Was working one day a year always your ambition?
I thought it sounded like a great job to begin with – I liked the idea of being my own boss and travelling the world, but once you’ve seen one chimney you’ve seen them all. It’s like with most jobs – you think you’ll stay there for a couple of years but end up hanging around for centuries. Nowadays I’ve just got to keep doing it because my pension’s so rubbish.
If you didn’t have this job, what would you do?

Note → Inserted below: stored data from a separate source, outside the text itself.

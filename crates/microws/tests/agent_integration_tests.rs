//! End-to-end calls between agents resolved through a live registry

mod integration;

use anyhow::Result;
use integration::*;
use microws::proto::status;
use microws::{Agent, AgentError, Container, Status};
use serde_json::json;
use std::time::{Duration, Instant};

#[tokio::test]
async fn test_sum_across_agents() -> Result<()> {
    let registry = start_registry().await?;
    let a = sum_agent(registry.port(), "a").await?;
    let b = plain_agent(registry.port(), "b").await?;

    let total = b.fetch("ws://a/sum", vec![json!(2), json!(3)], None).await?;
    assert_eq!(total, json!(5));

    assert_eq!(registry.lookup("a").await, a.local_host().await);
    assert!(b.cached("a").await.is_some());

    b.terminate().await;
    a.terminate().await;
    registry.terminate().await;
    Ok(())
}

#[tokio::test]
async fn test_concurrent_calls_share_one_channel() -> Result<()> {
    let registry = start_registry().await?;
    let a = sum_agent(registry.port(), "a").await?;
    let b = plain_agent(registry.port(), "b").await?;

    let calls = (0..20i64).map(|i| b.fetch("ws://a/sum", vec![json!(i), json!(i)], None));
    let results = futures::future::join_all(calls).await;
    for (i, result) in results.into_iter().enumerate() {
        assert_eq!(result?, json!(2 * i as i64));
    }

    // One channel from b to a, reached both through the cache and the fabric
    let cached = b.cached("a").await.expect("namespace cached");
    let host = a.local_host().await.expect("a is listening");
    let indexed = b.fabric().channel(&host).await.expect("channel indexed");
    assert!(std::sync::Arc::ptr_eq(&cached, &indexed));

    b.terminate().await;
    a.terminate().await;
    registry.terminate().await;
    Ok(())
}

#[tokio::test]
async fn test_callee_sees_caller_identity() -> Result<()> {
    let registry = start_registry().await?;
    let a = Agent::new(agent_config(registry.port(), "a"));
    a.bind::<WhoAmI>("/whoami").await?;
    a.initialize().await?;
    let b = plain_agent(registry.port(), "b").await?;

    let seen = b.fetch("ws://a/whoami", vec![], None).await?;
    assert_eq!(seen, json!(b.local_host().await.expect("b is listening")));

    b.terminate().await;
    a.terminate().await;
    registry.terminate().await;
    Ok(())
}

#[tokio::test]
async fn test_unknown_namespace_is_404() -> Result<()> {
    let registry = start_registry().await?;
    let b = plain_agent(registry.port(), "b").await?;

    let err = b.fetch("ws://ghost/sum", vec![], None).await.unwrap_err();
    assert!(matches!(err, AgentError::NotFound { ref namespace } if namespace == "ghost"));
    assert_eq!(err.status(), Status::from(status::NOT_FOUND));

    b.terminate().await;
    registry.terminate().await;
    Ok(())
}

#[tokio::test]
async fn test_unbound_command_is_104() -> Result<()> {
    let registry = start_registry().await?;
    let _a = sum_agent(registry.port(), "a").await?;
    let b = plain_agent(registry.port(), "b").await?;

    let err = b.fetch("ws://a/product", vec![json!(2), json!(3)], None).await.unwrap_err();
    assert_eq!(err.status(), Status::from(status::UNBOUND));

    registry.terminate().await;
    Ok(())
}

#[tokio::test]
async fn test_bad_arguments_are_400() -> Result<()> {
    let registry = start_registry().await?;
    let _a = sum_agent(registry.port(), "a").await?;
    let b = plain_agent(registry.port(), "b").await?;

    let err = b.fetch("ws://a/sum", vec![json!("two"), json!(3)], None).await.unwrap_err();
    assert_eq!(err.status(), Status::from(status::BAD_REQUEST));

    registry.terminate().await;
    Ok(())
}

#[tokio::test]
async fn test_slow_callee_times_out_after_grace() -> Result<()> {
    let registry = start_registry().await?;
    let a = Agent::new(agent_config(registry.port(), "a"));
    a.bind::<Sleepy>("sleep").await?;
    a.initialize().await?;
    let b = plain_agent(registry.port(), "b").await?;

    // Resolve first so the measurement only covers the call
    b.where_namespace("a").await?;

    let timeout = Duration::from_millis(200);
    let started = Instant::now();
    let err = b
        .fetch("ws://a/sleep", vec![json!(5_000)], Some(timeout))
        .await
        .unwrap_err();

    assert_eq!(err.status(), Status::from(status::TIMEOUT));
    assert!(started.elapsed() >= timeout * 2);
    assert!(started.elapsed() < Duration::from_secs(5));

    // The channel survives and keeps serving
    let quick = b.fetch("ws://a/sleep", vec![json!(1)], None).await?;
    assert_eq!(quick, json!("awake"));

    registry.terminate().await;
    Ok(())
}

#[tokio::test]
async fn test_service_calls_through_context() -> Result<()> {
    let registry = start_registry().await?;
    let _a = sum_agent(registry.port(), "a").await?;
    let relay = Agent::new(agent_config(registry.port(), "relay"));
    relay.bind::<Relay>("relay").await?;
    relay.initialize().await?;
    let b = plain_agent(registry.port(), "b").await?;

    let total = b
        .fetch("ws://relay/relay", vec![json!("a"), json!(40), json!(2)], None)
        .await?;
    assert_eq!(total, json!(42));

    // Errors from the nested call travel back with their status
    let err = b
        .fetch("ws://relay/relay", vec![json!("ghost"), json!(1), json!(1)], None)
        .await
        .unwrap_err();
    assert_eq!(err.status(), Status::from(status::NOT_FOUND));

    registry.terminate().await;
    Ok(())
}

#[tokio::test]
async fn test_services_are_built_from_the_container() -> Result<()> {
    let registry = start_registry().await?;
    let container = Container::new();
    container.provide(Prefix("Hello".to_string()));
    let greeter = Agent::with_container(agent_config(registry.port(), "greeter"), container);
    greeter.bind::<Greeter>("greet").await?;
    greeter.initialize().await?;

    let bare = Agent::new(agent_config(registry.port(), "bare"));
    bare.bind::<Greeter>("greet").await?;
    bare.initialize().await?;

    let b = plain_agent(registry.port(), "b").await?;

    let greeting = b.fetch("ws://greeter/greet", vec![json!("world")], None).await?;
    assert_eq!(greeting, json!("Hello, world"));

    let err = b.fetch("ws://bare/greet", vec![json!("world")], None).await.unwrap_err();
    assert_eq!(err.status(), Status::from(status::INTERNAL));
    assert!(err.to_string().contains("Missing dependency"));

    registry.terminate().await;
    Ok(())
}

#[tokio::test]
async fn test_departed_agent_is_unresolvable() -> Result<()> {
    let registry = start_registry().await?;
    let a = sum_agent(registry.port(), "a").await?;
    let b = plain_agent(registry.port(), "b").await?;

    assert_eq!(b.fetch("ws://a/sum", vec![json!(1), json!(1)], None).await?, json!(2));

    a.terminate().await;

    let (registry_ref, b_ref) = (&registry, &b);
    eventually("registry to prune a", move || async move {
        registry_ref.lookup("a").await.is_none()
    })
    .await?;
    eventually("b to evict a", move || async move { b_ref.cached("a").await.is_none() }).await?;

    let err = b.fetch("ws://a/sum", vec![json!(1), json!(1)], None).await.unwrap_err();
    assert!(matches!(err, AgentError::NotFound { .. }));

    registry.terminate().await;
    Ok(())
}

#[tokio::test]
async fn test_registry_reaches_agents() -> Result<()> {
    let registry = start_registry().await?;
    let _a = sum_agent(registry.port(), "a").await?;

    let total = registry.fetch("ws://a/sum", vec![json!(20), json!(22)], None).await?;
    assert_eq!(total, json!(42));

    registry.terminate().await;
    Ok(())
}
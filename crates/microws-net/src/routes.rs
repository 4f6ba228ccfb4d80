//! Procedure registration table

use crate::{Channel, TransportError};
use async_trait::async_trait;
use microws_proto::Exception;
use serde_json::Value;
use std::collections::HashMap;
use std::future::Future;
use std::sync::Arc;
use tokio::sync::RwLock;
use tracing::debug;

/// A callable procedure bound under a protocol/command pair
#[async_trait]
pub trait Procedure: Send + Sync + 'static {
    /// Run the procedure for a call that arrived on `channel`
    async fn call(&self, channel: Arc<Channel>, props: Vec<Value>) -> Result<Value, Exception>;
}

#[async_trait]
impl<F, Fut> Procedure for F
where
    F: Fn(Arc<Channel>, Vec<Value>) -> Fut + Send + Sync + 'static,
    Fut: Future<Output = Result<Value, Exception>> + Send + 'static,
{
    async fn call(&self, channel: Arc<Channel>, props: Vec<Value>) -> Result<Value, Exception> {
        (self)(channel, props).await
    }
}

type Commands = HashMap<String, Arc<dyn Procedure>>;

/// Two-level protocol -> command -> procedure table
#[derive(Default)]
pub struct RouteTable {
    routes: RwLock<HashMap<String, Commands>>,
}

impl RouteTable {
    /// Create an empty table
    pub fn new() -> Self {
        Self::default()
    }

    /// Register a procedure; a second registration of the same pair fails
    pub async fn bind(
        &self,
        protocol: &str,
        cmd: &str,
        procedure: Arc<dyn Procedure>,
    ) -> Result<(), TransportError> {
        let mut routes = self.routes.write().await;
        let commands = routes.entry(protocol.to_string()).or_default();
        if commands.contains_key(cmd) {
            return Err(TransportError::DuplicateBinding {
                protocol: protocol.to_string(),
                cmd: cmd.to_string(),
            });
        }
        commands.insert(cmd.to_string(), procedure);
        debug!("Bound procedure {}:{}", protocol, cmd);
        Ok(())
    }

    /// Find the procedure for a protocol/command pair
    pub async fn lookup(&self, protocol: &str, cmd: &str) -> Option<Arc<dyn Procedure>> {
        let routes = self.routes.read().await;
        routes.get(protocol).and_then(|commands| commands.get(cmd)).cloned()
    }

    /// Number of bound procedures
    pub async fn len(&self) -> usize {
        self.routes.read().await.values().map(HashMap::len).sum()
    }

    /// Whether nothing is bound
    pub async fn is_empty(&self) -> bool {
        self.len().await == 0
    }
}
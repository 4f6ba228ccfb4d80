//! # Microws Net
//!
//! The connection fabric: a WebSocket listener, the host to channel table,
//! single-flight outbound dialing, and the procedure table every channel
//! dispatches into.

#![warn(missing_docs)]

/// `ws://<namespace>/<cmd>` call addresses
pub mod address;

/// One duplex connection to a peer
pub mod channel;

/// Listener, channel table and outbound dialing
pub mod fabric;

/// Procedure registration table
pub mod routes;

/// Free port detection
pub mod port;

/// Transport error types
pub mod error;

pub use address::Address;
pub use channel::{Channel, Direction};
pub use fabric::{Fabric, FabricConfig, FabricObserver, ObserverId};
pub use routes::{Procedure, RouteTable};
pub use port::detect_port;
pub use error::TransportError;
//! Microws Registry Binary
//!
//! Runs the namespace directory until Ctrl-C.

use anyhow::{Context, Result};
use clap::Parser;
use microws_registry::{Registry, RegistryConfig, DEFAULT_PORT};
use tracing::info;

#[derive(Debug, Parser)]
#[command(name = "microws-registry", version, about = "Namespace registry for microws agents")]
struct Cli {
    /// Interface to bind
    #[arg(long, env = "MICROWS_REGISTRY_HOST", default_value = "0.0.0.0")]
    host: String,

    /// Port to listen on
    #[arg(short, long, env = "MICROWS_REGISTRY_PORT", default_value_t = DEFAULT_PORT)]
    port: u16,

    /// Host announced when the registry dials agents
    #[arg(long, env = "MICROWS_REGISTRY_ANNOUNCE_HOST", default_value = "127.0.0.1")]
    announce_host: String,
}

impl From<Cli> for RegistryConfig {
    fn from(cli: Cli) -> Self {
        Self {
            host: cli.host,
            port: cli.port,
            announce_host: cli.announce_host,
        }
    }
}

#[tokio::main]
async fn main() -> Result<()> {
    // Initialize tracing
    tracing_subscriber::fmt()
        .with_env_filter(tracing_subscriber::EnvFilter::from_default_env())
        .init();

    let config = RegistryConfig::from(Cli::parse());
    info!("Starting microws registry on {}:{}", config.host, config.port);

    let registry = Registry::start(config)
        .await
        .context("Failed to start registry")?;

    tokio::signal::ctrl_c()
        .await
        .context("Failed to listen for Ctrl-C")?;

    info!("Registry shutting down");
    registry.terminate().await;
    Ok(())
}
//! Agent configuration

use crate::{AgentError, Result};
use rand::Rng;
use serde::{Deserialize, Serialize};
use std::path::Path;
use std::time::Duration;

/// Environment variable holding the agent's JSON configuration
pub const CONFIG_ENV: &str = "MICROWS_AGENT_CONFIGS";

/// Durations travel as integer milliseconds
mod millis {
    use serde::{Deserialize, Deserializer, Serializer};
    use std::time::Duration;

    pub fn serialize<S: Serializer>(duration: &Duration, serializer: S) -> Result<S::Ok, S::Error> {
        serializer.serialize_u64(duration.as_millis() as u64)
    }

    pub fn deserialize<'de, D: Deserializer<'de>>(deserializer: D) -> Result<Duration, D::Error> {
        Ok(Duration::from_millis(u64::deserialize(deserializer)?))
    }
}

/// Backoff for re-establishing the registry link
#[derive(Debug, Clone, PartialEq, Serialize, Deserialize)]
#[serde(default)]
pub struct ReconnectPolicy {
    /// Attempts before giving up
    pub max_attempts: u32,
    /// Delay before the first attempt
    #[serde(with = "millis")]
    pub initial_delay: Duration,
    /// Ceiling for any single delay
    #[serde(with = "millis")]
    pub max_delay: Duration,
    /// Growth factor between attempts
    pub multiplier: f64,
    /// Random extra delay as a fraction of the base delay
    pub jitter: f64,
}

impl Default for ReconnectPolicy {
    fn default() -> Self {
        Self {
            max_attempts: 10,
            initial_delay: Duration::from_millis(500),
            max_delay: Duration::from_secs(30),
            multiplier: 2.0,
            jitter: 0.1,
        }
    }
}

impl ReconnectPolicy {
    /// Delay before the zero-based `attempt`, never above `max_delay`
    pub fn delay_for(&self, attempt: u32) -> Duration {
        let max = self.max_delay.as_secs_f64();
        let base = self.initial_delay.as_secs_f64() * self.multiplier.max(1.0).powi(attempt.min(64) as i32);
        let jitter = if self.jitter > 0.0 {
            rand::thread_rng().gen_range(0.0..=self.jitter.min(1.0))
        } else {
            0.0
        };

        let delay = base * (1.0 + jitter);
        if delay.is_finite() {
            Duration::from_secs_f64(delay.min(max))
        } else {
            self.max_delay
        }
    }
}

/// Agent configuration
#[derive(Debug, Clone, PartialEq, Serialize, Deserialize)]
#[serde(default)]
pub struct AgentConfig {
    /// Registry `host:port`
    pub registry: String,
    /// Namespace this agent announces
    pub namespace: String,
    /// Preferred listen port; 0 picks a free one
    pub port: u16,
    /// Interface the listener binds to
    pub listen_host: String,
    /// Host announced to the registry and to dialed peers
    pub host: String,
    /// Default timeout for outbound calls
    #[serde(with = "millis")]
    pub request_timeout: Duration,
    /// Upper bound on one outbound dial
    #[serde(with = "millis")]
    pub connect_timeout: Duration,
    /// Registry reconnection backoff
    pub reconnect: ReconnectPolicy,
}

impl Default for AgentConfig {
    fn default() -> Self {
        Self {
            registry: "127.0.0.1:8427".to_string(),
            namespace: String::new(),
            port: 0,
            listen_host: "0.0.0.0".to_string(),
            host: "127.0.0.1".to_string(),
            request_timeout: Duration::from_secs(30),
            connect_timeout: Duration::from_secs(10),
            reconnect: ReconnectPolicy::default(),
        }
    }
}

impl AgentConfig {
    /// Configuration for `namespace` announcing to `registry`
    pub fn new(registry: impl Into<String>, namespace: impl Into<String>) -> Self {
        Self {
            registry: registry.into(),
            namespace: namespace.into(),
            ..Self::default()
        }
    }

    /// Read the JSON document in `MICROWS_AGENT_CONFIGS`
    pub fn from_env() -> Result<Self> {
        let raw = std::env::var(CONFIG_ENV)
            .map_err(|_| AgentError::Config(format!("{} is not set", CONFIG_ENV)))?;
        Self::from_json(&raw)
    }

    /// Read the JSON document at `path`
    pub fn from_file(path: impl AsRef<Path>) -> Result<Self> {
        let raw = std::fs::read_to_string(path)?;
        Self::from_json(&raw)
    }

    /// Parse and validate a JSON document
    pub fn from_json(raw: &str) -> Result<Self> {
        let config: Self = serde_json::from_str(raw)
            .map_err(|e| AgentError::Config(format!("Invalid agent configuration: {}", e)))?;
        config.validate()?;
        Ok(config)
    }

    /// Reject configurations an agent cannot start with
    pub fn validate(&self) -> Result<()> {
        if self.namespace.is_empty() {
            return Err(AgentError::Config("namespace must not be empty".to_string()));
        }
        if self.registry.is_empty() {
            return Err(AgentError::Config("registry must not be empty".to_string()));
        }
        Ok(())
    }

    /// Set the preferred listen port
    pub fn with_port(mut self, port: u16) -> Self {
        self.port = port;
        self
    }

    /// Set the listen interface
    pub fn with_listen_host(mut self, listen_host: impl Into<String>) -> Self {
        self.listen_host = listen_host.into();
        self
    }

    /// Set the announced host
    pub fn with_host(mut self, host: impl Into<String>) -> Self {
        self.host = host.into();
        self
    }

    /// Set the default call timeout
    pub fn with_request_timeout(mut self, timeout: Duration) -> Self {
        self.request_timeout = timeout;
        self
    }

    /// Set the dial timeout
    pub fn with_connect_timeout(mut self, timeout: Duration) -> Self {
        self.connect_timeout = timeout;
        self
    }

    /// Set the registry reconnection policy
    pub fn with_reconnect(mut self, reconnect: ReconnectPolicy) -> Self {
        self.reconnect = reconnect;
        self
    }
}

I’d do any job that means I don’t have to leave my armchair or actually have to meet people. Which, I guess knocks out everything other than TV Critic and Gay Sex Chat Line Operator. I’m probably best where I am I think.
Do you have a message for Dave Cornmell, or for the people who are publishing 364 Days Of Tedium, or indeed for its readers?
All I’d say is that “I know where you live and I’ll be leaving my own, personal Christmas log on your carpet this year.”
And finally, could you recommend a book to my readers?
The Argos Catalogue. I’m not being funny, but if people would put the page number and code thing next to what they’re asking for it doesn’t half make the elves’ job a lot easier.
And how will you be spending the next 364 days?
I’ll probably do some travelling. Maybe decorate a bit. Learn a language perhaps? But later in the year, like. You know; when I’ve had a chance to put my feet up and fully recover from another day at work.
364 Days of Tedium is published by The Friday Project and is available in all good book stores. I think it’s rude, wrong and utterly hilarious. Go see.